(Stored entries)
BEGIN

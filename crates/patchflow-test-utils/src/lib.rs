//! Testing utilities for the Patchflow workspace
//!
//! Scripted capability doubles, in-memory stores, and a recording bus.

#![allow(missing_docs)]

use std::collections::VecDeque;
use std::sync::Arc;

use async_trait::async_trait;
use dashmap::DashMap;
use parking_lot::Mutex;
use sha2::{Digest, Sha256};
use tokio::sync::mpsc;

use patchflow_stream::{
    BusError, BusEvent, ConversationMessage, MessageStore, RealtimeBus, StoreError, StreamEvent,
};
use patchflow_workflow::{
    CapabilityError, Diff, DiffStore, EvaluateRequest, EvaluationVerdict, Evaluator,
    GenerateRequest, Generator, GeneratorReply, StorageError, VersionStore,
};

/// One canned generator turn: events to emit, then the reply to return.
#[derive(Debug, Clone)]
pub struct GeneratorStep {
    pub events: Vec<StreamEvent>,
    pub reply: GeneratorReply,
}

/// Generator double that replays canned steps and records every request.
#[derive(Default)]
pub struct ScriptedGenerator {
    steps: Mutex<VecDeque<GeneratorStep>>,
    requests: Mutex<Vec<GenerateRequest>>,
}

impl ScriptedGenerator {
    pub fn new() -> Self {
        Self::default()
    }

    pub fn push_step(&self, step: GeneratorStep) {
        self.steps.lock().push_back(step);
    }

    pub fn push_text(&self, content: &str) {
        self.push_step(GeneratorStep {
            events: vec![StreamEvent::text(content)],
            reply: GeneratorReply::Text {
                content: content.to_string(),
            },
        });
    }

    pub fn push_patch(&self, patch: &str, description: &str) {
        self.push_step(GeneratorStep {
            events: vec![
                StreamEvent::text(description),
                StreamEvent::tool_invoked("submit_patch", serde_json::json!({ "patch": patch })),
            ],
            reply: GeneratorReply::Patch {
                patch: patch.to_string(),
                description: description.to_string(),
            },
        });
    }

    /// Requests received so far, in call order.
    pub fn requests(&self) -> Vec<GenerateRequest> {
        self.requests.lock().clone()
    }
}

#[async_trait]
impl Generator for ScriptedGenerator {
    async fn generate(
        &self,
        request: GenerateRequest,
        events: mpsc::Sender<StreamEvent>,
    ) -> Result<GeneratorReply, CapabilityError> {
        self.requests.lock().push(request);
        let step = self
            .steps
            .lock()
            .pop_front()
            .ok_or_else(|| CapabilityError::Generator("no scripted reply left".to_string()))?;
        for event in step.events {
            let _ = events.send(event).await;
        }
        Ok(step.reply)
    }
}

/// Evaluator double that replays canned verdicts and records every request.
#[derive(Default)]
pub struct ScriptedEvaluator {
    verdicts: Mutex<VecDeque<EvaluationVerdict>>,
    requests: Mutex<Vec<EvaluateRequest>>,
}

impl ScriptedEvaluator {
    pub fn new() -> Self {
        Self::default()
    }

    pub fn push_verdict(&self, approved: bool, reasoning: &str, commit_message: &str) {
        self.verdicts.lock().push_back(EvaluationVerdict {
            approved,
            reasoning: reasoning.to_string(),
            commit_message: commit_message.to_string(),
        });
    }

    pub fn requests(&self) -> Vec<EvaluateRequest> {
        self.requests.lock().clone()
    }
}

#[async_trait]
impl Evaluator for ScriptedEvaluator {
    async fn evaluate(
        &self,
        request: EvaluateRequest,
        _events: mpsc::Sender<StreamEvent>,
    ) -> Result<EvaluationVerdict, CapabilityError> {
        self.requests.lock().push(request);
        self.verdicts
            .lock()
            .pop_front()
            .ok_or_else(|| CapabilityError::Evaluator("no scripted verdict left".to_string()))
    }
}

/// In-memory message store with first-write-wins upsert semantics.
#[derive(Default)]
pub struct MemoryMessageStore {
    messages: DashMap<String, ConversationMessage>,
    order: Mutex<Vec<String>>,
}

impl MemoryMessageStore {
    pub fn new() -> Self {
        Self::default()
    }

    /// Stored messages in the order their first write arrived.
    pub fn all(&self) -> Vec<ConversationMessage> {
        let order = self.order.lock();
        order
            .iter()
            .filter_map(|id| self.messages.get(id).map(|m| m.clone()))
            .collect()
    }

    pub fn len(&self) -> usize {
        self.messages.len()
    }

    pub fn is_empty(&self) -> bool {
        self.messages.is_empty()
    }
}

#[async_trait]
impl MessageStore for MemoryMessageStore {
    async fn upsert(&self, message: ConversationMessage) -> Result<(), StoreError> {
        if self.messages.contains_key(&message.id) {
            return Ok(());
        }
        self.order.lock().push(message.id.clone());
        self.messages.insert(message.id.clone(), message);
        Ok(())
    }
}

/// Bus double that records every published event.
#[derive(Default)]
pub struct RecordingBus {
    events: Mutex<Vec<(String, BusEvent)>>,
}

impl RecordingBus {
    pub fn new() -> Self {
        Self::default()
    }

    /// `(channel, event)` pairs in publish order.
    pub fn events(&self) -> Vec<(String, BusEvent)> {
        self.events.lock().clone()
    }

    pub fn events_on(&self, channel: &str) -> Vec<BusEvent> {
        self.events
            .lock()
            .iter()
            .filter(|(c, _)| c == channel)
            .map(|(_, e)| e.clone())
            .collect()
    }
}

#[async_trait]
impl RealtimeBus for RecordingBus {
    async fn publish(&self, channel: &str, event: BusEvent) -> Result<(), BusError> {
        self.events.lock().push((channel.to_string(), event));
        Ok(())
    }
}

#[derive(Debug, Clone)]
struct VersionEntry {
    id: String,
    content: String,
}

/// In-memory append-only version store with git-like 40-char hex ids.
#[derive(Default)]
pub struct MemoryVersionStore {
    targets: DashMap<String, Vec<VersionEntry>>,
}

impl MemoryVersionStore {
    pub fn new() -> Self {
        Self::default()
    }

    /// Write initial content for a target, returning the seed version id.
    pub fn seed(&self, target: &str, content: &str) -> String {
        let id = version_id(None, content, "seed");
        self.targets.entry(target.to_string()).or_default().push(VersionEntry {
            id: id.clone(),
            content: content.to_string(),
        });
        id
    }

    pub fn version_count(&self, target: &str) -> usize {
        self.targets.get(target).map_or(0, |v| v.len())
    }
}

fn version_id(parent: Option<&str>, content: &str, message: &str) -> String {
    let mut hasher = Sha256::new();
    hasher.update(parent.unwrap_or("").as_bytes());
    hasher.update(content.as_bytes());
    hasher.update(message.as_bytes());
    let digest = hasher.finalize();
    hex::encode(&digest[..20])
}

#[async_trait]
impl VersionStore for MemoryVersionStore {
    async fn head_of(&self, target: &str) -> Result<Option<String>, StorageError> {
        Ok(self
            .targets
            .get(target)
            .and_then(|v| v.last().map(|e| e.id.clone())))
    }

    async fn current_text(&self, target: &str) -> Result<String, StorageError> {
        self.targets
            .get(target)
            .and_then(|v| v.last().map(|e| e.content.clone()))
            .ok_or_else(|| StorageError::UnknownTarget(target.to_string()))
    }

    async fn write(
        &self,
        target: &str,
        content: &str,
        message: &str,
    ) -> Result<String, StorageError> {
        let mut entry = self.targets.entry(target.to_string()).or_default();
        let parent = entry.last().map(|e| e.id.clone());
        let id = version_id(parent.as_deref(), content, message);
        entry.push(VersionEntry {
            id: id.clone(),
            content: content.to_string(),
        });
        Ok(id)
    }
}

/// In-memory diff store.
#[derive(Default)]
pub struct MemoryDiffStore {
    diffs: DashMap<String, Diff>,
}

impl MemoryDiffStore {
    pub fn new() -> Self {
        Self::default()
    }

    pub fn len(&self) -> usize {
        self.diffs.len()
    }

    pub fn is_empty(&self) -> bool {
        self.diffs.is_empty()
    }

    /// Every stored diff, unordered.
    pub fn all(&self) -> Vec<Diff> {
        self.diffs.iter().map(|d| d.clone()).collect()
    }
}

#[async_trait]
impl DiffStore for MemoryDiffStore {
    async fn insert(&self, diff: Diff) -> Result<(), StorageError> {
        if self.diffs.contains_key(&diff.id) {
            return Err(StorageError::Backend(format!(
                "duplicate diff id: {}",
                diff.id
            )));
        }
        self.diffs.insert(diff.id.clone(), diff);
        Ok(())
    }

    async fn get(&self, diff_id: &str) -> Result<Option<Diff>, StorageError> {
        Ok(self.diffs.get(diff_id).map(|d| d.clone()))
    }

    async fn update(&self, diff: Diff) -> Result<(), StorageError> {
        if !self.diffs.contains_key(&diff.id) {
            return Err(StorageError::Backend(format!(
                "cannot update unknown diff: {}",
                diff.id
            )));
        }
        self.diffs.insert(diff.id.clone(), diff);
        Ok(())
    }
}

/// Install a tracing subscriber once for the whole test binary.
pub fn init_tracing() {
    use std::sync::Once;
    static INIT: Once = Once::new();
    INIT.call_once(|| {
        let _ = tracing_subscriber::fmt()
            .with_env_filter(
                tracing_subscriber::EnvFilter::try_from_default_env()
                    .unwrap_or_else(|_| tracing_subscriber::EnvFilter::new("info")),
            )
            .with_test_writer()
            .try_init();
    });
}

/// Convenience bundle wiring an orchestrator's collaborators together.
pub struct Harness {
    pub generator: Arc<ScriptedGenerator>,
    pub evaluator: Arc<ScriptedEvaluator>,
    pub bus: Arc<RecordingBus>,
    pub messages: Arc<MemoryMessageStore>,
    pub diffs: Arc<MemoryDiffStore>,
    pub versions: Arc<MemoryVersionStore>,
}

impl Harness {
    pub fn new() -> Self {
        Self {
            generator: Arc::new(ScriptedGenerator::new()),
            evaluator: Arc::new(ScriptedEvaluator::new()),
            bus: Arc::new(RecordingBus::new()),
            messages: Arc::new(MemoryMessageStore::new()),
            diffs: Arc::new(MemoryDiffStore::new()),
            versions: Arc::new(MemoryVersionStore::new()),
        }
    }
}

impl Default for Harness {
    fn default() -> Self {
        Self::new()
    }
}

END

How to complete this task
In the data above, find the line that contains "pub fn push_step(&self, step: GeneratorStep)", then reproduce exactly every line from the first line through that line.

Response area
filename crates/patchflow-test-utils/src/lib.rs
//! Testing utilities for the Patchflow workspace
//!
//! Scripted capability doubles, in-memory stores, and a recording bus.

#![allow(missing_docs)]

use std::collections::VecDeque;
use std::sync::Arc;

use async_trait::async_trait;
use dashmap::DashMap;
use parking_lot::Mutex;
use sha2::{Digest, Sha256};
use tokio::sync::mpsc;

use patchflow_stream::{
    BusError, BusEvent, ConversationMessage, MessageStore, RealtimeBus, StoreError, StreamEvent,
};
use patchflow_workflow::{
    CapabilityError, Diff, DiffStore, EvaluateRequest, EvaluationVerdict, Evaluator,
    GenerateRequest, Generator, GeneratorReply, StorageError, VersionStore,
};

/// One canned generator turn: events to emit, then the reply to return.
#[derive(Debug, Clone)]
pub struct GeneratorStep {
    pub events: Vec<StreamEvent>,
    pub reply: GeneratorReply,
}

/// Generator double that replays canned steps and records every request.
#[derive(Default)]
pub struct ScriptedGenerator {
    steps: Mutex<VecDeque<GeneratorStep>>,
    requests: Mutex<Vec<GenerateRequest>>,
}

impl ScriptedGenerator {
    pub fn new() -> Self {
        Self::default()
    }

    pub fn push_step(&self, step: GeneratorStep) {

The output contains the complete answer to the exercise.